* About this exercise:
Your answer should be the lines of the material that include the word "BroadcastNotifier".

Data records section start

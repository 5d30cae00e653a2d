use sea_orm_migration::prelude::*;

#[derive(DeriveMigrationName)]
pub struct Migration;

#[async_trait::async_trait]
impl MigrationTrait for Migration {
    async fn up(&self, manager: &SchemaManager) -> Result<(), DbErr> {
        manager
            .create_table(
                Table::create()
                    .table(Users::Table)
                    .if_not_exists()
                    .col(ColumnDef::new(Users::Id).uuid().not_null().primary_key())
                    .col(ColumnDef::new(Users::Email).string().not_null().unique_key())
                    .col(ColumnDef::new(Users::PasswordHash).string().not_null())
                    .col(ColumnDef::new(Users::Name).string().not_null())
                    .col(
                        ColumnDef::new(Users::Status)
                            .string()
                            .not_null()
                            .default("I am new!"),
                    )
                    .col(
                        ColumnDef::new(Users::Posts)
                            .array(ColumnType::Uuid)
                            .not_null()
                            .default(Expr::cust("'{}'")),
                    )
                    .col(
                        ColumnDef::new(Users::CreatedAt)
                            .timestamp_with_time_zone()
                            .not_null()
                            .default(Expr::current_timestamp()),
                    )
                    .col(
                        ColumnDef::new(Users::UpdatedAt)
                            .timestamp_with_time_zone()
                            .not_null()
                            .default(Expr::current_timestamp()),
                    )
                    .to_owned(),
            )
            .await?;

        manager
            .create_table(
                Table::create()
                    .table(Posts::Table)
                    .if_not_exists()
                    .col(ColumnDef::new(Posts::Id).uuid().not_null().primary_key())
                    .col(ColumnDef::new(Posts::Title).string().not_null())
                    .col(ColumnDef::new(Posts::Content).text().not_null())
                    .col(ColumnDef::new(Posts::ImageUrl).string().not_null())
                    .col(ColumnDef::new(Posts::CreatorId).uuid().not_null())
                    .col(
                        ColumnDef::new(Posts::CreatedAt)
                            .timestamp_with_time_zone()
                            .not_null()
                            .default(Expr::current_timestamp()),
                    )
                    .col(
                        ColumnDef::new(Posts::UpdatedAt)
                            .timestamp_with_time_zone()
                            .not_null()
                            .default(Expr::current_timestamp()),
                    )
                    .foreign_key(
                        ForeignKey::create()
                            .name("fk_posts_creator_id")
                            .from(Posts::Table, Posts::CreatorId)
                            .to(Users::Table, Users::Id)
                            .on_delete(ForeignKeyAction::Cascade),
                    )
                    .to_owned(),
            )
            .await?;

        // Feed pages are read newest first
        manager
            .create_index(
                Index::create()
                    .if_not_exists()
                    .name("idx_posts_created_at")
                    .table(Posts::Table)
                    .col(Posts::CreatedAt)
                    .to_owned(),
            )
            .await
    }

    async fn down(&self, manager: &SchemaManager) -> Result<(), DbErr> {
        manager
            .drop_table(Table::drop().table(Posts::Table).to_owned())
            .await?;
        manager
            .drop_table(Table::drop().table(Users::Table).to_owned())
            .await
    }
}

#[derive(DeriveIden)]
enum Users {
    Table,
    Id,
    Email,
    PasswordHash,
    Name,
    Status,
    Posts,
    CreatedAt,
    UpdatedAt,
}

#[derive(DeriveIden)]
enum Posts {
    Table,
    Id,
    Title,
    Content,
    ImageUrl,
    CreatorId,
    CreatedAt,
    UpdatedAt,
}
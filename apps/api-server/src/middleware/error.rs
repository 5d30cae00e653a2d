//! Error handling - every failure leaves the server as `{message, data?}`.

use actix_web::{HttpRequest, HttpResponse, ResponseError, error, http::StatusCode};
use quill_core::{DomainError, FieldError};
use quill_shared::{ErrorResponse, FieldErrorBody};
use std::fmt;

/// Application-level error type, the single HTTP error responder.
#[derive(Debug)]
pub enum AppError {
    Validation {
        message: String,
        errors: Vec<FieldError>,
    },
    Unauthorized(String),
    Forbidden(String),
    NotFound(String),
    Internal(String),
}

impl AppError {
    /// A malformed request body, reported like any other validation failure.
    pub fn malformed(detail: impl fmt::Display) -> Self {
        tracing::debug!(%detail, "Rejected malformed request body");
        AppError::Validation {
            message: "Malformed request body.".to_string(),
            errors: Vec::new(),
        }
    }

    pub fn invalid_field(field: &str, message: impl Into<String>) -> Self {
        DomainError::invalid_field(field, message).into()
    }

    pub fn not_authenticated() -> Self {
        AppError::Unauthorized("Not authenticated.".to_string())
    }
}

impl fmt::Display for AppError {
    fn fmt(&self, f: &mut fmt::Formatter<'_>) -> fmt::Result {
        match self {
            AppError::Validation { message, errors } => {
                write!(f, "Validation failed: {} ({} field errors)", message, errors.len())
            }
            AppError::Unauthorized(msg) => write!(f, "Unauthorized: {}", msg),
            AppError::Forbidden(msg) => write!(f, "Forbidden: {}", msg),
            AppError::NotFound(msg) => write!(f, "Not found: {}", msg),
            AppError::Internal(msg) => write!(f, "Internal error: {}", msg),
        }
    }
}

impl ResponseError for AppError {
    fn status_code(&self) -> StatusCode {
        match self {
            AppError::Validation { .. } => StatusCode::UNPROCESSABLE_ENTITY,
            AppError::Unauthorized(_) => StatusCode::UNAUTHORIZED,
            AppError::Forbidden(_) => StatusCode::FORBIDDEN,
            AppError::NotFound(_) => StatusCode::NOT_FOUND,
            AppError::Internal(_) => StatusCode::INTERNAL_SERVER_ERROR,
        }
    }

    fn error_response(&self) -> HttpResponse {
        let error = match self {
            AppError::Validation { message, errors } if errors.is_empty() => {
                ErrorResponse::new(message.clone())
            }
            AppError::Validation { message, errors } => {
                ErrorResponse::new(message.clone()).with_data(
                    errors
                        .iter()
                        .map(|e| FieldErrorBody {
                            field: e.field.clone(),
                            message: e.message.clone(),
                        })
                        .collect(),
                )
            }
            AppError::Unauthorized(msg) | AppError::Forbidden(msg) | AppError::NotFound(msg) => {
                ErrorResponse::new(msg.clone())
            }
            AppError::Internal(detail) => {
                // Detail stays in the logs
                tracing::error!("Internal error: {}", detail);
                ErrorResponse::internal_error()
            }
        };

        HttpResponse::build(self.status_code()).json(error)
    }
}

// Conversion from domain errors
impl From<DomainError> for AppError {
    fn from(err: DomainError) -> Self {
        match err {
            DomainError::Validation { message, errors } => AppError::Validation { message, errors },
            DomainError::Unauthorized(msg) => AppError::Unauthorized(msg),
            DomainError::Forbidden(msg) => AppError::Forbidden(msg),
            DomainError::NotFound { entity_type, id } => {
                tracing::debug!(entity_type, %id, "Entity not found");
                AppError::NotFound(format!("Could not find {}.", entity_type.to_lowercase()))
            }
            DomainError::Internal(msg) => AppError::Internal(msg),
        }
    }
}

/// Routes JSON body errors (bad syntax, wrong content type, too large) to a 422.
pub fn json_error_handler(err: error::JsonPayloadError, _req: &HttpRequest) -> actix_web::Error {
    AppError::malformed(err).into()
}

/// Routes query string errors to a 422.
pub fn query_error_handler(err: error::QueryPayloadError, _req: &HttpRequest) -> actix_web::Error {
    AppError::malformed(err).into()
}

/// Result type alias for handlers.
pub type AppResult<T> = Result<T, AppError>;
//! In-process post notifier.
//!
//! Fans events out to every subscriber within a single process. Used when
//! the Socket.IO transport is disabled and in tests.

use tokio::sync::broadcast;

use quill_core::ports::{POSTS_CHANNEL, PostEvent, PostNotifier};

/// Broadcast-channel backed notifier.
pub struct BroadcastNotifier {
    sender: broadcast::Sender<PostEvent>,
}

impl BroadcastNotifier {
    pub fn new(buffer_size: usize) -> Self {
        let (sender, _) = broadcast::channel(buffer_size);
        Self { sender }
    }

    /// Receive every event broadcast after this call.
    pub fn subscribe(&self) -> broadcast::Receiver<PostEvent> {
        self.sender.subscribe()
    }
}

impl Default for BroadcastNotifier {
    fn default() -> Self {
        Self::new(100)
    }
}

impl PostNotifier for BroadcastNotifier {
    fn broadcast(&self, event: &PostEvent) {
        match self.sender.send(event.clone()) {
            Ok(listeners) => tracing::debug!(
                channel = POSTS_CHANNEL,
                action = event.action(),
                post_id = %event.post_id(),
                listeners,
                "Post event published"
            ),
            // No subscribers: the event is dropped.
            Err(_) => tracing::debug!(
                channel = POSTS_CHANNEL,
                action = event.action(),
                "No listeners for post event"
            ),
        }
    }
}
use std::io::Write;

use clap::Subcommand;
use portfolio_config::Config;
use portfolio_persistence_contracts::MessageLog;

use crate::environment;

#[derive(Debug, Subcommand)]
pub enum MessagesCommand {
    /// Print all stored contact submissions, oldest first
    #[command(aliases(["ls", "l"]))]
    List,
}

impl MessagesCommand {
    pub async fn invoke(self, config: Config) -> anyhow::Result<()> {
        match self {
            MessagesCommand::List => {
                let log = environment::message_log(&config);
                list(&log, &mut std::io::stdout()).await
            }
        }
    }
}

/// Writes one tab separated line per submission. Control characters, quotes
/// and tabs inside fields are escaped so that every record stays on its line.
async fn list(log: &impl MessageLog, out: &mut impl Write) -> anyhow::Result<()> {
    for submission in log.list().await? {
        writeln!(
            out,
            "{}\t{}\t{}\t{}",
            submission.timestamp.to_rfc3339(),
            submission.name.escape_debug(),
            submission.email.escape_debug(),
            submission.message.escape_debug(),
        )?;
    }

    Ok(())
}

Data records section end
Data records section start

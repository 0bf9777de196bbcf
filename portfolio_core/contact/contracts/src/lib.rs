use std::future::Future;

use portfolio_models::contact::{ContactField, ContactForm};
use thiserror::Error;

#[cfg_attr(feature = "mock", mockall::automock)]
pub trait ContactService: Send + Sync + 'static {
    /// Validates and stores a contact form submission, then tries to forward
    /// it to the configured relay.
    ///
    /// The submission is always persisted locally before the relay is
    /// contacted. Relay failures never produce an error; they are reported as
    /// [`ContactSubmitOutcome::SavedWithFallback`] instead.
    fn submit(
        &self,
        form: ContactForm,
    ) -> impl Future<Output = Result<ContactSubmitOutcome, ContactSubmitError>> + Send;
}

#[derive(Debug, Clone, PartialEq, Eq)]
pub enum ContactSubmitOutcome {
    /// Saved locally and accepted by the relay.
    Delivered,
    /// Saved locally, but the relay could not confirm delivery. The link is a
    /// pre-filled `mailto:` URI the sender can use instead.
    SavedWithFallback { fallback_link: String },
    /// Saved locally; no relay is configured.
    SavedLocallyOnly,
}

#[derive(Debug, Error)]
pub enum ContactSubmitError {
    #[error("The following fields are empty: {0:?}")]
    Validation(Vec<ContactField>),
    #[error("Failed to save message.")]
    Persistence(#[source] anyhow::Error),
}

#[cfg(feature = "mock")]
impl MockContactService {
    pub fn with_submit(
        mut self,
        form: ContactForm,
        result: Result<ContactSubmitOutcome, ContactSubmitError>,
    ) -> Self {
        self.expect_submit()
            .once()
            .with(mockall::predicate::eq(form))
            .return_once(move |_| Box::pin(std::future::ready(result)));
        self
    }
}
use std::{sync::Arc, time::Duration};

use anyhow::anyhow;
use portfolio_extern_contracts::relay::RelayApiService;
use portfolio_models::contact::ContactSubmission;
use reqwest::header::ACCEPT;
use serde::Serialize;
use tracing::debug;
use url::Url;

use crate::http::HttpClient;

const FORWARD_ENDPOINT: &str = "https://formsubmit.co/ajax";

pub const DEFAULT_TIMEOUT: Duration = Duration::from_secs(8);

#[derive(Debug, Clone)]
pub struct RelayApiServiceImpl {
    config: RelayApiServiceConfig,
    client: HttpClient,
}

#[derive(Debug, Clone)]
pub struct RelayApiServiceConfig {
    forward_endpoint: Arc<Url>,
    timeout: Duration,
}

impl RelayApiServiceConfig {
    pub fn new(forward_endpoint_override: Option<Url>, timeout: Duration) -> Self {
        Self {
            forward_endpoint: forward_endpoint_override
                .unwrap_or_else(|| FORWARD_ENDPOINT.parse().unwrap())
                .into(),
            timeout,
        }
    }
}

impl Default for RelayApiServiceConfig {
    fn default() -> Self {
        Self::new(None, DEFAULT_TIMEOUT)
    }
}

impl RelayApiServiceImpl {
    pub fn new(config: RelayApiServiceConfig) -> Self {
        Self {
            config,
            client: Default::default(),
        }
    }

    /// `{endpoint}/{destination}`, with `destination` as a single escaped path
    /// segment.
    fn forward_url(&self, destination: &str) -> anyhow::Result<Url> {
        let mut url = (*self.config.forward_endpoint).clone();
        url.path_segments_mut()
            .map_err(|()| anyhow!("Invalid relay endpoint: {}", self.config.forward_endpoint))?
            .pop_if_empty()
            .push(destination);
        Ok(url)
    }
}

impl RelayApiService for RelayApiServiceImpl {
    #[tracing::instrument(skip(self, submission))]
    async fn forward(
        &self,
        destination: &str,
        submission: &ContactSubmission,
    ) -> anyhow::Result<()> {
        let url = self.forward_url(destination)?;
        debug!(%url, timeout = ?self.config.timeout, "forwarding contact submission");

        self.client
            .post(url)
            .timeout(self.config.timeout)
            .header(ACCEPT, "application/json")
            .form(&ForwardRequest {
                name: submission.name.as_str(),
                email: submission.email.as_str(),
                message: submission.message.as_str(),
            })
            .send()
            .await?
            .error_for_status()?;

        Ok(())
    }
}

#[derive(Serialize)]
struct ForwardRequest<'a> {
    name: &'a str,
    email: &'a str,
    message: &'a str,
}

Data records section end
Data records section start

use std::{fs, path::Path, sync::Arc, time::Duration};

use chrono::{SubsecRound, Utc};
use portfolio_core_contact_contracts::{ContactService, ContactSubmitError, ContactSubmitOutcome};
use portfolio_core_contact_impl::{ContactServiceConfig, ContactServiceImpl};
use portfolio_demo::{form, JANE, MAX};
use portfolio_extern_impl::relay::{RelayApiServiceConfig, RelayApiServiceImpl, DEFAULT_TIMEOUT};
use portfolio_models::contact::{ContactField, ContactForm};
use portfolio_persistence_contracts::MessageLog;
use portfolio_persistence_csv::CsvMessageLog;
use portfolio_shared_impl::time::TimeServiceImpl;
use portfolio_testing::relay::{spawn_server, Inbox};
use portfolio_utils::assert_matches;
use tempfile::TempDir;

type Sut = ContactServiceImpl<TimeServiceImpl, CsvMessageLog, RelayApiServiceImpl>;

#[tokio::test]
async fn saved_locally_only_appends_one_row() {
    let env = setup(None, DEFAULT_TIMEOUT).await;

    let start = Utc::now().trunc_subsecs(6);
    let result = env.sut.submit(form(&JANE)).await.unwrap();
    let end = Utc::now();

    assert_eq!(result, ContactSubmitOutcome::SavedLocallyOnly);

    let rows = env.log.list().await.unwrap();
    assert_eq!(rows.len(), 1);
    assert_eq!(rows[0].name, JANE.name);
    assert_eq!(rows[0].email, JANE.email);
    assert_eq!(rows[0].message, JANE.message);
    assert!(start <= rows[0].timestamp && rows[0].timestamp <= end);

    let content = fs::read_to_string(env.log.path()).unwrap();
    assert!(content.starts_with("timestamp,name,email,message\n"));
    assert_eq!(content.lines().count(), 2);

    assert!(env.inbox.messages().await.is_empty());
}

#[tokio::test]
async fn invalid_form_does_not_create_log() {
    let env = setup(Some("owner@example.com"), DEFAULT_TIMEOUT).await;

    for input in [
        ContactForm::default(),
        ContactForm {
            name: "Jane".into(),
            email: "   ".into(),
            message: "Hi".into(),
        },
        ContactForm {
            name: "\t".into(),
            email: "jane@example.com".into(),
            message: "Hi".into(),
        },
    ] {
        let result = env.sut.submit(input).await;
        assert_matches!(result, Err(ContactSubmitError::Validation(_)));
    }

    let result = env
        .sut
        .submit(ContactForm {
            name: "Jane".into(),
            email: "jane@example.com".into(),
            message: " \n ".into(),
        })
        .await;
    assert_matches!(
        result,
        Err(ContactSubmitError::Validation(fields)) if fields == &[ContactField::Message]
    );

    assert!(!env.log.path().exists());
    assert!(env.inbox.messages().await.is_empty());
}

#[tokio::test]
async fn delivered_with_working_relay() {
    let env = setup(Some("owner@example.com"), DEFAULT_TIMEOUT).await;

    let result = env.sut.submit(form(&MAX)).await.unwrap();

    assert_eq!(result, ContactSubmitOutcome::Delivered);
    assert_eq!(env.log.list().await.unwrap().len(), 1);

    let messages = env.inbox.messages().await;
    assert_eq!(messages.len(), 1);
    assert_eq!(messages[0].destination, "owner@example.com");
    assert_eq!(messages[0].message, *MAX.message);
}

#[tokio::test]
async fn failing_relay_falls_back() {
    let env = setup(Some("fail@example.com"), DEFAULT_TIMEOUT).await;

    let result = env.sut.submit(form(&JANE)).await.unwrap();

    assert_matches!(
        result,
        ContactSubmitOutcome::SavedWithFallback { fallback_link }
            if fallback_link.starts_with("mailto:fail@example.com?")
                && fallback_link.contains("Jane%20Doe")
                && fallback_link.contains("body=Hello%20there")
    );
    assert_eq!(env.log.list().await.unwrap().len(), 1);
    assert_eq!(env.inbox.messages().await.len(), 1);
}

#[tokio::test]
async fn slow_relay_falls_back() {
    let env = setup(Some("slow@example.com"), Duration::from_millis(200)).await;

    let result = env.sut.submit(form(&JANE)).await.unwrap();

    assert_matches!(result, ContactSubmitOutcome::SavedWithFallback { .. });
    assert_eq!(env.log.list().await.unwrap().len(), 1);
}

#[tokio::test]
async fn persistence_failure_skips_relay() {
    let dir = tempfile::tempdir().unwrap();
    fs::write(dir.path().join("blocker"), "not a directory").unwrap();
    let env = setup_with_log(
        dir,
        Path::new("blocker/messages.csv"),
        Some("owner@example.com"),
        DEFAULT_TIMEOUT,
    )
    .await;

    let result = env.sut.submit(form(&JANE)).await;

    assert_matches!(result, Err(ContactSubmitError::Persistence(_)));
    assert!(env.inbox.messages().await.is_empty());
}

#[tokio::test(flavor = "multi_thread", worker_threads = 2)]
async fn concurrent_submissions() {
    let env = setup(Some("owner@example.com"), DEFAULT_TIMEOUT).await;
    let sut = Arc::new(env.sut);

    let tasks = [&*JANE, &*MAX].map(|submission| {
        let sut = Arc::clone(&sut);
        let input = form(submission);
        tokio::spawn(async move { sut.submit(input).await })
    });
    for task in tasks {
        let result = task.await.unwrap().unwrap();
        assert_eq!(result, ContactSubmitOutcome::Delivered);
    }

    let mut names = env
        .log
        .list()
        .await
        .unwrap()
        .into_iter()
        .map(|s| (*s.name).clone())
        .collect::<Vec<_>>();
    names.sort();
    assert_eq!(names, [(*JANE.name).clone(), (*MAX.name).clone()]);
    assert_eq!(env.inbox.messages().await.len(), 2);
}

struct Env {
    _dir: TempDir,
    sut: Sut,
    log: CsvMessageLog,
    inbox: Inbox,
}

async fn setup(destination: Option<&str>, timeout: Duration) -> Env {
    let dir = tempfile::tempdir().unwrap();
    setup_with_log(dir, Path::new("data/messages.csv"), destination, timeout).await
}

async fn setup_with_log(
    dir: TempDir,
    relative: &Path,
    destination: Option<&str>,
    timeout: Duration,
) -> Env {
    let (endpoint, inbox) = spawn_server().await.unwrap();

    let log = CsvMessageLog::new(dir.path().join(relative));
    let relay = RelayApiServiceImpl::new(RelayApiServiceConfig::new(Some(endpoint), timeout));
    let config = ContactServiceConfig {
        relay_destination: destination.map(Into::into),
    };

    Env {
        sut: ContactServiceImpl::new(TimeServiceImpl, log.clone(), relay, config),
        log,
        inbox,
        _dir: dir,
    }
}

Data records section end

* Finished task:
pub struct BroadcastNotifier {
impl BroadcastNotifier {
impl Default for BroadcastNotifier {
impl PostNotifier for BroadcastNotifier {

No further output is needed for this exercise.